The recommended total daily dose of topiramate for the prevention of migraine attacks is 100 mg, taken in 2 divided doses. At the beginning of treatment, the patient should take 25 mg of Topamax® at bedtime for 1 week. Then the dose is increased at intervals of 1 week by 25 mg per day. If the patient does not tolerate this dose escalation regimen, then the intervals between dose increases can be increased, or the dose can be increased more gradually. When selecting a dose, it is necessary to be guided by the clinical effect.

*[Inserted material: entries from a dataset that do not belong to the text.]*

//! Dashboard totals over a set of records

use rust_decimal::prelude::FromPrimitive;
use rust_decimal::Decimal;
use serde::{Deserialize, Serialize};

use crate::models::FinancialRecord;

/// Total for one category
#[derive(Debug, Clone, PartialEq, Serialize, Deserialize)]
pub struct CategoryTotal {
    pub category: String,
    pub total: String,
    pub count: usize,
}

/// Income, spending and net over the user's records
///
/// Amounts are summed as decimals and rendered with two places. Sums that
/// leave the decimal range stick at its bound.
#[derive(Debug, Clone, PartialEq, Serialize, Deserialize)]
pub struct RecordSummary {
    pub count: usize,
    pub total_income: String,
    pub total_expenses: String,
    pub net_total: String,
    /// In order of first appearance
    pub categories: Vec<CategoryTotal>,
}

impl RecordSummary {
    pub fn from_records(records: &[FinancialRecord]) -> Self {
        let mut income = Decimal::ZERO;
        let mut expenses = Decimal::ZERO;
        let mut categories: Vec<(String, Decimal, usize)> = Vec::new();

        for record in records {
            let amount = to_decimal(record.amount);
            if amount.is_sign_negative() {
                expenses = expenses.saturating_add(amount);
            } else {
                income = income.saturating_add(amount);
            }

            match categories.iter_mut().find(|(name, _, _)| *name == record.category) {
                Some((_, total, count)) => {
                    *total = total.saturating_add(amount);
                    *count += 1;
                }
                None => categories.push((record.category.clone(), amount, 1)),
            }
        }

        Self {
            count: records.len(),
            total_income: format_decimal(income),
            total_expenses: format_decimal(expenses),
            net_total: format_decimal(income.saturating_add(expenses)),
            categories: categories
                .into_iter()
                .map(|(category, total, count)| CategoryTotal {
                    category,
                    total: format_decimal(total),
                    count,
                })
                .collect(),
        }
    }
}

// Non-finite amounts count as zero.
fn to_decimal(amount: f64) -> Decimal {
    Decimal::from_f64(amount).unwrap_or(Decimal::ZERO)
}

fn format_decimal(value: Decimal) -> String {
    let rounded = value.round_dp(2);
    if rounded.is_zero() {
        "0.00".to_string()
    } else {
        format!("{:.2}", rounded)
    }
}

In some patients, a positive result is achieved with a daily dose of topiramate of 50 mg. In clinical studies, patients received varying daily doses of topiramate, but not more than 200 mg per day.

Special patient groups

1. Kidney failure

Patients with moderate or severe renal impairment may require a dose reduction. It is recommended to use half the recommended initial and maintenance dose.

2. Hemodialysis

Since topiramate is removed from plasma during hemodialysis, an additional dose of Topamax equal to approximately half the daily dose should be administered on hemodialysis days. The additional dose should be divided into two doses taken at the beginning and after completion of the hemodialysis procedure. The additional dose may vary depending on the characteristics of the equipment used during hemodialysis.

3. Liver failure

Topiramate should be used with caution in patients with hepatic impairment.

Overdose

Signs and symptoms of an overdose of Topamax®: convulsions, drowsiness, speech and vision disturbances, diplopia, impaired thinking, impaired coordination, lethargy, stupor, hypotension, abdominal pain, dizziness, agitation and depression. In most cases, the clinical consequences were not severe, but deaths have been reported following overdose using a mixture of several drugs, including topiramate. An overdose of topiramate can cause severe metabolic acidosis (see section "Special Instructions").

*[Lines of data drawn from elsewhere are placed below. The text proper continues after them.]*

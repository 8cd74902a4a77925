//! Per-session record store
//!
//! Mirrors the signed-in user's records from the remote API. The collection
//! is only ever replaced or edited with what the server sent back; a failed
//! call leaves it untouched. Mutators are not serialised against each other,
//! so whichever response lands last decides the local state.

use std::future::Future;

use tokio::sync::{Mutex, RwLock};
use tokio_util::sync::CancellationToken;

use crate::error::{log_error, CoreError, CoreResult, ErrorContext};
use crate::models::FinancialRecord;
use crate::summary::RecordSummary;
use crate::ApiRef;

#[derive(Debug)]
struct StoreState {
    records: Vec<FinancialRecord>,
    loading: bool,
}

/// In-memory view of one user's records
pub struct RecordStore {
    user_id: String,
    api: ApiRef,
    state: RwLock<StoreState>,
    /// Serialises initial fetches so a second caller waits for the first
    init_gate: Mutex<()>,
    cancel: CancellationToken,
}

impl RecordStore {
    /// Create an uninitialized store (`loading` is true, no records)
    pub fn new(user_id: &str, api: ApiRef) -> Self {
        Self {
            user_id: user_id.to_string(),
            api,
            state: RwLock::new(StoreState {
                records: Vec::new(),
                loading: true,
            }),
            init_gate: Mutex::new(()),
            cancel: CancellationToken::new(),
        }
    }

    pub fn user_id(&self) -> &str {
        &self.user_id
    }

    /// Snapshot of the records in server order
    pub async fn records(&self) -> Vec<FinancialRecord> {
        self.state.read().await.records.clone()
    }

    pub async fn is_loading(&self) -> bool {
        self.state.read().await.loading
    }

    pub async fn summary(&self) -> RecordSummary {
        RecordSummary::from_records(&self.state.read().await.records)
    }

    /// Fetch everything for the user if the store is still loading.
    ///
    /// Success replaces the collection, failure empties it; either way
    /// `loading` ends up false.
    pub async fn initialize(&self) {
        let _gate = self.init_gate.lock().await;
        if !self.state.read().await.loading {
            return;
        }

        log::debug!("Fetching records for user {}", self.user_id);
        let result = self.run(self.api.fetch_all(&self.user_id)).await;

        let mut state = self.state.write().await;
        if self.cancel.is_cancelled() {
            return;
        }
        match result {
            Ok(records) => {
                log::info!("Loaded {} records for user {}", records.len(), self.user_id);
                state.records = records;
            }
            Err(e) => {
                self.report("fetch records", &e);
                state.records.clear();
            }
        }
        state.loading = false;
    }

    /// Wait until the first fetch has resolved
    pub async fn ensure_loaded(&self) {
        if self.is_loading().await {
            self.initialize().await;
        }
    }

    /// Mark the store as loading again and refetch
    pub async fn reload(&self) {
        {
            let _gate = self.init_gate.lock().await;
            self.state.write().await.loading = true;
        }
        self.initialize().await;
    }

    /// Create `record` remotely and append the stored version
    pub async fn add(&self, record: FinancialRecord) {
        match self.run(self.api.create(&record)).await {
            Ok(created) => {
                log::debug!("Added record {:?} for user {}", created.id, self.user_id);
                self.apply(|state| state.records.push(created)).await;
            }
            Err(e) => self.report("add record", &e),
        }
    }

    /// Replace the record `id` remotely, then swap it in place locally
    pub async fn update(&self, id: &str, record: FinancialRecord) {
        match self.run(self.api.update(id, &record)).await {
            Ok(updated) => {
                self.apply(|state| {
                    for entry in state.records.iter_mut().filter(|r| r.has_id(id)) {
                        *entry = updated.clone();
                    }
                })
                .await;
            }
            Err(e) => self.report("update record", &e),
        }
    }

    /// Delete the record `id` remotely, then drop every local match
    pub async fn delete(&self, id: &str) {
        match self.run(self.api.delete(id)).await {
            Ok(()) => {
                self.apply(|state| state.records.retain(|r| !r.has_id(id))).await;
            }
            Err(e) => self.report("delete record", &e),
        }
    }

    /// Abort in-flight requests; nothing is applied after this
    pub fn close(&self) {
        if !self.cancel.is_cancelled() {
            log::debug!("Closing record store for user {}", self.user_id);
            self.cancel.cancel();
        }
    }

    pub fn is_closed(&self) -> bool {
        self.cancel.is_cancelled()
    }

    async fn run<T>(&self, request: impl Future<Output = CoreResult<T>>) -> CoreResult<T> {
        tokio::select! {
            biased;
            _ = self.cancel.cancelled() => Err(CoreError::Cancelled),
            result = request => result,
        }
    }

    async fn apply(&self, change: impl FnOnce(&mut StoreState)) {
        let mut state = self.state.write().await;
        if !self.cancel.is_cancelled() {
            change(&mut state);
        }
    }

    fn report(&self, operation: &str, error: &CoreError) {
        log_error(error, &ErrorContext::new(operation).with_user_id(&self.user_id));
    }
}

impl Drop for RecordStore {
    fn drop(&mut self) {
        self.cancel.cancel();
    }
}

// ==================== Tests ====================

In case of an acute overdose of Topamax®, if the patient has eaten shortly before, it is necessary to immediately rinse the stomach or induce vomiting. Activated carbon has been shown to adsorb topiramate in in vitro studies. If necessary, symptomatic therapy should be carried out. An effective way to remove topiramate from the body is hemodialysis. Patients are advised to adequately increase their fluid intake.